Possibly triggering – some diet/weight-loss talk.
I don’t own scales.
I haven’t done so for a long time now. There were a pair in the laundry in the house I lived in in Japan, but they didn’t work properly. In my current house, there are some in the downstairs bathroom, but I live upstairs.
So I haven’t weighed myself, in, oh, at least six months. Because it triggers me. I slip back into self-loathing, disordered eating thoughts.
Last night I was at a friends house drinking cheap wine and watching silly movies. I went to the bathroom, and there’s a pair of scales.
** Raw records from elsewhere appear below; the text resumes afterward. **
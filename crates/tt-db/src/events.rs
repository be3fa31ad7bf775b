//! Append-only event log.

use chrono::{DateTime, Utc};
use rusqlite::types::Value;
use rusqlite::{Connection, Row, params, params_from_iter};

use tt_core::{Category, Event, EventId, NewEvent, SessionId};

use crate::columns::{integer, owned, text};
use crate::{Database, DbError, format_timestamp, parse_timestamp, storage_precision};

const EVENT_COLUMNS: &str =
    "id, command, started_at, ended_at, exit_code, cwd, project, tag, category, session_id";

/// Selects which events a scan visits.
///
/// The window is half-open: `from <= started_at < to`.
#[derive(Debug, Clone, Default, PartialEq, Eq)]
pub struct EventFilter {
    pub from: Option<DateTime<Utc>>,
    pub to: Option<DateTime<Utc>>,
    pub session_id: Option<SessionId>,
    /// Matched against [`Event::project_key`].
    pub project: Option<String>,
    pub tag: Option<String>,
    pub category: Option<Category>,
}

impl EventFilter {
    pub fn window(from: DateTime<Utc>, to: DateTime<Utc>) -> Self {
        Self {
            from: Some(from),
            to: Some(to),
            ..Self::default()
        }
    }

    /// Filters that can't be expressed on stored columns alone.
    fn matches_derived(&self, event: &Event) -> bool {
        self.project
            .as_deref()
            .is_none_or(|project| event.project_key() == project)
            && self.category.is_none_or(|category| event.category == category)
    }
}

/// Outcome of a scan.
#[derive(Debug, Clone, Copy, Default, PartialEq, Eq)]
pub struct ScanStats {
    /// Events handed to the visitor.
    pub visited: usize,
    /// Rows that could not be decoded and were left out.
    pub skipped: usize,
}

/// Row as stored, before any type checks.
struct RawEvent {
    id: i64,
    command: Value,
    started_at: Value,
    ended_at: Value,
    exit_code: Value,
    cwd: Value,
    project: Value,
    tag: Value,
    category: Value,
    session_id: Value,
}

fn timestamp(value: Value, column: &str) -> Result<DateTime<Utc>, String> {
    let value = text(value, column)?.ok_or_else(|| format!("missing {column}"))?;
    parse_timestamp(&value)
}

impl RawEvent {
    fn from_row(row: &Row<'_>) -> rusqlite::Result<Self> {
        Ok(Self {
            id: row.get(0)?,
            command: owned(row.get_ref(1)?),
            started_at: owned(row.get_ref(2)?),
            ended_at: owned(row.get_ref(3)?),
            exit_code: owned(row.get_ref(4)?),
            cwd: owned(row.get_ref(5)?),
            project: owned(row.get_ref(6)?),
            tag: owned(row.get_ref(7)?),
            category: owned(row.get_ref(8)?),
            session_id: owned(row.get_ref(9)?),
        })
    }

    fn decode(self) -> Result<Event, String> {
        let id = EventId::new(self.id).map_err(|err| err.to_string())?;
        let command = text(self.command, "command")?
            .filter(|c| !c.trim().is_empty())
            .ok_or("missing command")?;
        let started_at = timestamp(self.started_at, "started_at")?;
        let ended_at = timestamp(self.ended_at, "ended_at")?;
        if ended_at < started_at {
            return Err(format!("ended_at {ended_at} is before started_at {started_at}"));
        }
        let exit_code = integer(self.exit_code, "exit_code")?
            .map(|code| i32::try_from(code).map_err(|_| format!("exit_code {code} is out of range")))
            .transpose()?;
        let category = text(self.category, "category")?
            .and_then(|c| c.parse().ok())
            .unwrap_or_default();
        let session_id = integer(self.session_id, "session_id")?
            .map(SessionId::new)
            .transpose()
            .map_err(|err| err.to_string())?;

        Ok(Event {
            id,
            command,
            started_at,
            ended_at,
            exit_code,
            cwd: text(self.cwd, "cwd")?,
            project: text(self.project, "project")?,
            tag: text(self.tag, "tag")?,
            category,
            session_id,
        })
    }
}

/// Decodes raw rows, skipping (and logging) the ones that don't validate.
fn visit_rows(
    rows: impl Iterator<Item = rusqlite::Result<RawEvent>>,
    filter: Option<&EventFilter>,
    mut visit: impl FnMut(Event),
) -> Result<ScanStats, DbError> {
    let mut stats = ScanStats::default();
    for row in rows {
        let raw = row?;
        let id = raw.id;
        match raw.decode() {
            Ok(event) => {
                if filter.is_none_or(|f| f.matches_derived(&event)) {
                    stats.visited += 1;
                    visit(event);
                }
            }
            Err(reason) => {
                tracing::warn!(event_id = id, %reason, "skipping corrupt event row");
                stats.skipped += 1;
            }
        }
    }
    Ok(stats)
}

pub(crate) fn insert_event(
    conn: &Connection,
    event: NewEvent,
    session_id: Option<SessionId>,
) -> Result<Event, DbError> {
    event.validate()?;
    let event = NewEvent {
        started_at: storage_precision(event.started_at),
        ended_at: storage_precision(event.ended_at),
        ..event
    };

    conn.execute(
        "
        INSERT INTO events
        (command, started_at, ended_at, exit_code, cwd, project, tag, category, session_id)
        VALUES (?, ?, ?, ?, ?, ?, ?, ?, ?)
        ",
        params![
            event.command,
            format_timestamp(event.started_at),
            format_timestamp(event.ended_at),
            event.exit_code,
            event.cwd,
            event.project,
            event.tag,
            event.category.as_str(),
            session_id.map(SessionId::get),
        ],
    )?;
    let id = EventId::new(conn.last_insert_rowid())?;
    Ok(event.into_event(id, session_id))
}

impl Database {
    /// Appends an event attributed to `session_id`.
    ///
    /// Timestamps are stored with millisecond precision; the returned event
    /// carries exactly what was stored.
    pub fn append_event(
        &mut self,
        event: NewEvent,
        session_id: Option<SessionId>,
    ) -> Result<Event, DbError> {
        event.validate()?;
        let event = self.write(|tx| insert_event(tx, event, session_id))?;
        tracing::info!(event_id = %event.id, "event recorded");
        Ok(event)
    }

    /// Appends an event attributed to whichever session is open at commit
    /// time. The lookup and the insert share one locked transaction.
    pub fn append_event_in_current_session(&mut self, event: NewEvent) -> Result<Event, DbError> {
        event.validate()?;
        let event = self.write(|tx| {
            let session_id = crate::sessions::current_session_id_in(tx)?;
            insert_event(tx, event, session_id)
        })?;
        tracing::info!(event_id = %event.id, session_id = ?event.session_id.map(SessionId::get), "event recorded");
        Ok(event)
    }

    /// Streams matching events to `visit` in `(started_at, id)` order.
    ///
    /// The scan reads one snapshot; events appended while it runs are not
    /// visited. Rows that fail to decode are skipped and counted.
    pub fn scan_events(
        &self,
        filter: &EventFilter,
        visit: impl FnMut(Event),
    ) -> Result<ScanStats, DbError> {
        let mut clauses = Vec::new();
        let mut values: Vec<Value> = Vec::new();
        if let Some(from) = filter.from {
            clauses.push("started_at >= ?");
            values.push(Value::Text(format_timestamp(from)));
        }
        if let Some(to) = filter.to {
            clauses.push("started_at < ?");
            values.push(Value::Text(format_timestamp(to)));
        }
        if let Some(session_id) = filter.session_id {
            clauses.push("session_id = ?");
            values.push(Value::Integer(session_id.get()));
        }
        if let Some(tag) = &filter.tag {
            clauses.push("tag = ?");
            values.push(Value::Text(tag.clone()));
        }

        let where_clause = if clauses.is_empty() {
            String::new()
        } else {
            format!("WHERE {}", clauses.join(" AND "))
        };
        let sql = format!(
            "SELECT {EVENT_COLUMNS} FROM events {where_clause} ORDER BY started_at ASC, id ASC"
        );

        let mut stmt = self.conn.prepare(&sql)?;
        let rows = stmt.query_map(params_from_iter(values), RawEvent::from_row)?;
        let stats = visit_rows(rows, Some(filter), visit)?;
        tracing::debug!(visited = stats.visited, skipped = stats.skipped, "event scan finished");
        Ok(stats)
    }

    /// Collects matching events in chronological order.
    pub fn list_events(&self, filter: &EventFilter) -> Result<(Vec<Event>, ScanStats), DbError> {
        let mut events = Vec::new();
        let stats = self.scan_events(filter, |event| events.push(event))?;
        Ok((events, stats))
    }

    /// The most recent `limit` events, oldest first.
    pub fn recent_events(&self, limit: usize) -> Result<(Vec<Event>, ScanStats), DbError> {
        let limit = i64::try_from(limit).unwrap_or(i64::MAX);
        let mut stmt = self.conn.prepare(&format!(
            "
            SELECT {EVENT_COLUMNS} FROM (
                SELECT {EVENT_COLUMNS} FROM events
                ORDER BY started_at DESC, id DESC
                LIMIT ?
            )
            ORDER BY started_at ASC, id ASC
            "
        ))?;
        let rows = stmt.query_map([limit], RawEvent::from_row)?;
        let mut events = Vec::new();
        let stats = visit_rows(rows, None, |event| events.push(event))?;
        Ok((events, stats))
    }

    /// Number of stored event rows, including undecodable ones.
    pub fn count_events(&self) -> Result<u64, DbError> {
        let count: i64 = self
            .conn
            .query_row("SELECT COUNT(*) FROM events", [], |row| row.get(0))?;
        Ok(u64::try_from(count).unwrap_or_default())
    }
}
//! Report command for summarizing recorded time.
//!
//! This module implements `timetrace report` with window options
//! (--today, --yesterday, --last N), filters, a grouping key, and output
//! formats (human-readable, JSON).

use std::fmt::Write;

use anyhow::Result;
use chrono::{DateTime, Local, SecondsFormat, Utc};
use serde::Serialize;
use tt_core::{GroupBy, GroupTotal, Report, ReportBuilder, sanitize};
use tt_db::{Database, EventFilter};

use crate::commands::util::{Window, format_duration};

/// Widest group key shown before truncation.
const MAX_KEY_WIDTH: usize = 32;

/// Computed report data.
#[derive(Debug)]
pub struct ReportData {
    pub generated_at: DateTime<Utc>,
    pub window: Window,
    pub filter: EventFilter,
    pub timezone: String,
    pub report: Report,
    /// Stored rows left out because they could not be read.
    pub skipped: usize,
}

// ========== Report Generation ==========

/// Aggregates matching events from the database, bucketing days in local time.
pub fn generate_report_data(
    db: &Database,
    window: Window,
    filter: EventFilter,
    group_by: GroupBy,
    generated_at: DateTime<Utc>,
) -> Result<ReportData> {
    let timezone = iana_time_zone::get_timezone().unwrap_or_else(|_| "UTC".to_string());

    let mut builder = ReportBuilder::new(group_by, Local);
    let stats = db.scan_events(&filter, |event| builder.push(&event))?;
    if stats.skipped > 0 {
        tracing::warn!(skipped = stats.skipped, "report excludes unreadable events");
    }

    Ok(ReportData {
        generated_at,
        window,
        filter,
        timezone,
        report: builder.finish(),
        skipped: stats.skipped,
    })
}

// ========== Progress Bar ==========

/// Generates a 10-cell bar scaled to `max`.
/// Any non-zero value gets at least one block.
pub fn progress_bar(value: i64, max: i64) -> String {
    if max <= 0 {
        return "░".repeat(10);
    }
    let value = value.clamp(0, max);
    let mut filled = usize::try_from((value * 10 + max / 2) / max).unwrap_or(0);
    if value > 0 && filled == 0 {
        filled = 1;
    }
    format!("{}{}", "█".repeat(filled), "░".repeat(10 - filled))
}

fn count_label(group: &GroupTotal) -> String {
    let runs = if group.count == 1 {
        "1 run".to_string()
    } else {
        format!("{} runs", group.count)
    };
    if group.failed_count > 0 {
        format!("{runs}, {} failed", group.failed_count)
    } else {
        runs
    }
}

/// Describes the active filters for the header line.
fn filter_description(filter: &EventFilter) -> String {
    let mut parts = Vec::new();
    if let Some(session_id) = filter.session_id {
        parts.push(format!("session {session_id}"));
    }
    if let Some(project) = &filter.project {
        parts.push(format!("project {project}"));
    }
    if let Some(tag) = &filter.tag {
        parts.push(format!("tag {tag}"));
    }
    if let Some(category) = filter.category {
        parts.push(format!("category {category}"));
    }
    if parts.is_empty() {
        String::new()
    } else {
        format!("  ({})", parts.join(", "))
    }
}

// ========== Text Output ==========

/// Formats the human-readable report output.
pub fn format_report(data: &ReportData) -> String {
    let mut output = String::new();
    let report = &data.report;

    let _ = writeln!(
        output,
        "TimeTrace: {}{}",
        data.window.label,
        filter_description(&data.filter)
    );

    if report.is_empty() {
        let _ = writeln!(output);
        let _ = writeln!(output, "No events recorded in this window.");
    } else {
        let ranked = report.ranked();
        let keys: Vec<String> = ranked
            .iter()
            .map(|g| sanitize::truncate(&g.key, MAX_KEY_WIDTH))
            .collect();
        let width = keys.iter().map(|k| k.chars().count()).max().unwrap_or(0);
        let max = report.max_group_ms();

        let _ = writeln!(output);
        let _ = writeln!(output, "By {}:", report.group_by);
        for (group, key) in ranked.iter().zip(&keys) {
            let _ = writeln!(
                output,
                "  {key:<width$}  {:>10}  {}  {}",
                format_duration(group.duration_ms),
                progress_bar(group.duration_ms, max),
                count_label(group)
            );
        }

        let _ = writeln!(output);
        let _ = writeln!(
            output,
            "Total:   {} ({} runs)",
            format_duration(report.total_ms),
            report.count
        );
        let _ = writeln!(output, "Failed:  {}", format_duration(report.failed_ms));
    }

    if data.skipped > 0 {
        let _ = writeln!(output);
        let _ = writeln!(
            output,
            "Note: {} unreadable event(s) skipped.",
            data.skipped
        );
    }

    output
}

// ========== JSON Output ==========

/// JSON report structure.
#[derive(Debug, Serialize)]
pub struct JsonReport<'a> {
    pub generated_at: String,
    pub timezone: String,
    pub window: JsonWindow,
    pub group_by: GroupBy,
    /// Display order: longest first.
    pub groups: Vec<&'a GroupTotal>,
    pub totals: JsonTotals,
    pub skipped: usize,
}

#[derive(Debug, Serialize)]
pub struct JsonWindow {
    pub label: String,
    pub start: Option<String>,
    pub end: Option<String>,
}

#[derive(Debug, Serialize)]
pub struct JsonTotals {
    pub duration_ms: i64,
    pub failed_ms: i64,
    pub count: usize,
}

fn rfc3339(timestamp: DateTime<Utc>) -> String {
    timestamp.to_rfc3339_opts(SecondsFormat::Secs, true)
}

/// Formats report data as JSON.
pub fn format_report_json(data: &ReportData) -> Result<String> {
    let report = JsonReport {
        generated_at: rfc3339(data.generated_at),
        timezone: data.timezone.clone(),
        window: JsonWindow {
            label: data.window.label.clone(),
            start: data.window.from.map(rfc3339),
            end: data.window.to.map(rfc3339),
        },
        group_by: data.report.group_by,
        groups: data.report.ranked(),
        totals: JsonTotals {
            duration_ms: data.report.total_ms,
            failed_ms: data.report.failed_ms,
            count: data.report.count,
        },
        skipped: data.skipped,
    };

    Ok(serde_json::to_string_pretty(&report)?)
}

// ========== Public Interface ==========

/// Runs the report command.
pub fn run<W: std::io::Write>(
    writer: &mut W,
    db: &Database,
    window: Window,
    filter: EventFilter,
    group_by: GroupBy,
    json: bool,
) -> Result<()> {
    let data = generate_report_data(db, window, filter, group_by, Utc::now())?;

    if json {
        writeln!(writer, "{}", format_report_json(&data)?)?;
    } else {
        write!(writer, "{}", format_report(&data))?;
    }

    Ok(())
}
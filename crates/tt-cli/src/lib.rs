//! TimeTrace CLI library.
//!
//! This crate provides the `timetrace` command: capturing command runs,
//! managing sessions and ignore rules, and reporting recorded time.

pub mod capture;
mod cli;
pub mod commands;
mod config;
pub mod exit;

pub use cli::{
    CategoryArg, Cli, Commands, ExportFormat, FilterArgs, GroupByArg, IgnoreAction, SessionAction,
    Shell, WindowArgs,
};
pub use config::Config;
//! Core type definitions with validation.

use std::fmt;

use serde::{Deserialize, Serialize};
use thiserror::Error;

/// Validation errors for core types.
///
/// These are raised before anything is written, so a validation failure
/// never leaves a partial record behind.
#[derive(Debug, Error, Clone, PartialEq, Eq)]
pub enum ValidationError {
    /// The provided value was empty.
    #[error("{field} cannot be empty")]
    Empty { field: &'static str },

    /// An ID was zero or negative.
    #[error("{field} must be positive, got {value}")]
    NonPositiveId { field: &'static str, value: i64 },

    /// A command finished before it started.
    #[error("invalid duration: ended at {ended_at} before it started at {started_at}")]
    InvalidDuration {
        started_at: String,
        ended_at: String,
    },

    /// A timestamp could not be understood.
    #[error("invalid timestamp {value:?}: expected RFC 3339 (2026-01-15T10:30:00Z), a local time (2026-01-15 10:30:00) or Unix seconds")]
    InvalidTimestamp { value: String },

    /// A timestamp falls outside the years the store can write.
    #[error("timestamp {value} is outside the supported years 0000-9999")]
    TimestampOutOfRange { value: String },

    /// An ignore rule regex failed to compile.
    #[error("invalid regex {pattern:?}: {message}")]
    InvalidRegex { pattern: String, message: String },

    /// Unknown ignore rule kind.
    #[error("invalid ignore rule kind: {value}")]
    InvalidRuleKind { value: String },

    /// Unknown report grouping.
    #[error("invalid grouping: {value} (expected project, tag, day, session, command or category)")]
    InvalidGroupBy { value: String },
}

/// Generates a validated integer ID newtype with common trait implementations.
macro_rules! define_int_id {
    (
        $(#[$meta:meta])*
        $name:ident, $field_name:literal
    ) => {
        $(#[$meta])*
        #[derive(Debug, Clone, Copy, PartialEq, Eq, PartialOrd, Ord, Hash, Serialize, Deserialize)]
        #[serde(try_from = "i64", into = "i64")]
        pub struct $name(i64);

        impl $name {
            /// Creates a new ID after validation.
            pub fn new(id: i64) -> Result<Self, ValidationError> {
                if id <= 0 {
                    return Err(ValidationError::NonPositiveId {
                        field: $field_name,
                        value: id,
                    });
                }
                Ok(Self(id))
            }

            /// Returns the raw integer value.
            pub const fn get(self) -> i64 {
                self.0
            }
        }

        impl TryFrom<i64> for $name {
            type Error = ValidationError;

            fn try_from(value: i64) -> Result<Self, Self::Error> {
                Self::new(value)
            }
        }

        impl From<$name> for i64 {
            fn from(id: $name) -> Self {
                id.0
            }
        }

        impl fmt::Display for $name {
            fn fmt(&self, f: &mut fmt::Formatter<'_>) -> fmt::Result {
                write!(f, "{}", self.0)
            }
        }
    };
}

define_int_id!(
    /// A recorded event identifier.
    ///
    /// Assigned by the store, strictly increasing in insertion order.
    EventId, "event ID"
);

define_int_id!(
    /// A session identifier.
    ///
    /// Sequential per store; never reused because sessions are never deleted.
    SessionId, "session ID"
);

/// Trims a user-supplied label, rejecting blank input.
pub fn non_empty(value: &str, field: &'static str) -> Result<String, ValidationError> {
    let trimmed = value.trim();
    if trimmed.is_empty() {
        return Err(ValidationError::Empty { field });
    }
    Ok(trimmed.to_string())
}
And I stupidly weighed myself. I’ve gained approximately ten kilos since leaving Japan. And straightaway my mind went to “If you just go on that shake diet again, you’ll drop ten kilos in two months! Then you’ll be back to normal!” And somehow that thought seemed okay, because if I lost ten kilos, I’d still be deathfat.
Not gonna lie, the temptation was overwhelming.
I’m still learning how to be a size acceptance activist, and it’s constant struggle to fight against those ingrained thought patterns. Even as I type this, there’s a little voice in the back of my mind reminding how easy it was diet when I last worked in an office. And there’s an underlying fear that no matter how much I do or don’t diet, I’m just going to keep gaining weight.
I know, objectively, that diets don’t work. I went on my first diet at 79 kilograms just on ten years ago, and I now weigh 114 kilos. Throughout that time, I’ve dieted, restricted, binged, and purged.
It doesn’t work. I know this.
Every day is a struggle. So every day I read Notes From The Fatosphere, every day I read Fatshionista, and every day I try and surrond myself with people who love me for who I am, and who are as passionate about acceptance as I am.